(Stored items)
------
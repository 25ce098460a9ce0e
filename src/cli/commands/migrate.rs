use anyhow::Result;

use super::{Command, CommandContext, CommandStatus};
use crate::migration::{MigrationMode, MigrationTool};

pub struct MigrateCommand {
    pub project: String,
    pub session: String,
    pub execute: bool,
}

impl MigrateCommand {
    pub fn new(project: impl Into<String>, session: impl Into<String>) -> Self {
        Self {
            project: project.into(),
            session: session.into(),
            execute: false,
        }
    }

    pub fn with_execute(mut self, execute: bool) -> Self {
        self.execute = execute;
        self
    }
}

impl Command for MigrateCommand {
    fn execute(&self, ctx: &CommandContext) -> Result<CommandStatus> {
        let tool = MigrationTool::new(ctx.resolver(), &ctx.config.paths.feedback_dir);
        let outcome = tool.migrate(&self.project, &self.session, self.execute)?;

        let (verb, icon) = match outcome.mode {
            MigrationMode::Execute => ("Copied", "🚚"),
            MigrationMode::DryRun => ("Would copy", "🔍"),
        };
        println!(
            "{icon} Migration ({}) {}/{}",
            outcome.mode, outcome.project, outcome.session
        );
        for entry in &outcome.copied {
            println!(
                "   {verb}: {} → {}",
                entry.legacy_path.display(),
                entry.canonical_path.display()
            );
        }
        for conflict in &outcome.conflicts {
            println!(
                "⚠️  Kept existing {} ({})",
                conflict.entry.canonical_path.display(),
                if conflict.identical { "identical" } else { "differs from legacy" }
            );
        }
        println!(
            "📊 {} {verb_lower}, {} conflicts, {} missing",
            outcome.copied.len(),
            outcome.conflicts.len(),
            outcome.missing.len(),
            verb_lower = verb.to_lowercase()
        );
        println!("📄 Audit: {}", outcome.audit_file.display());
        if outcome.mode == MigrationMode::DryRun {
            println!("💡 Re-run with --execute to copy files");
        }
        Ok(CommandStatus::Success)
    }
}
------
> Work item
For this exercise, give every entry again exactly as it appears.

> Response
repository 25ce098460a9ce0e
filename src/cli/commands/migrate.rs
use anyhow::Result;

use super::{Command, CommandContext, CommandStatus};
use crate::migration::{MigrationMode, MigrationTool};

pub struct MigrateCommand {
    pub project: String,
    pub session: String,
    pub execute: bool,
}

impl MigrateCommand {
    pub fn new(project: impl Into<String>, session: impl Into<String>) -> Self {
        Self {
            project: project.into(),
            session: session.into(),
            execute: false,
        }
    }

    pub fn with_execute(mut self, execute: bool) -> Self {
        self.execute = execute;
        self
    }
}

impl Command for MigrateCommand {
    fn execute(&self, ctx: &CommandContext) -> Result<CommandStatus> {
        let tool = MigrationTool::new(ctx.resolver(), &ctx.config.paths.feedback_dir);
        let outcome = tool.migrate(&self.project, &self.session, self.execute)?;

        let (verb, icon) = match outcome.mode {
            MigrationMode::Execute => ("Copied", "🚚"),
            MigrationMode::DryRun => ("Would copy", "🔍"),
        };
        println!(
            "{icon} Migration ({}) {}/{}",
            outcome.mode, outcome.project, outcome.session
        );
        for entry in &outcome.copied {
            println!(
                "   {verb}: {} → {}",
                entry.legacy_path.display(),
                entry.canonical_path.display()
            );
        }
        for conflict in &outcome.conflicts {
            println!(
                "⚠️  Kept existing {} ({})",
                conflict.entry.canonical_path.display(),
                if conflict.identical { "identical" } else { "differs from legacy" }
            );
        }
        println!(
            "📊 {} {verb_lower}, {} conflicts, {} missing",
            outcome.copied.len(),
            outcome.conflicts.len(),
            outcome.missing.len(),
            verb_lower = verb.to_lowercase()
        );
        println!("📄 Audit: {}", outcome.audit_file.display());
        if outcome.mode == MigrationMode::DryRun {
            println!("💡 Re-run with --execute to copy files");
        }
        Ok(CommandStatus::Success)
    }
}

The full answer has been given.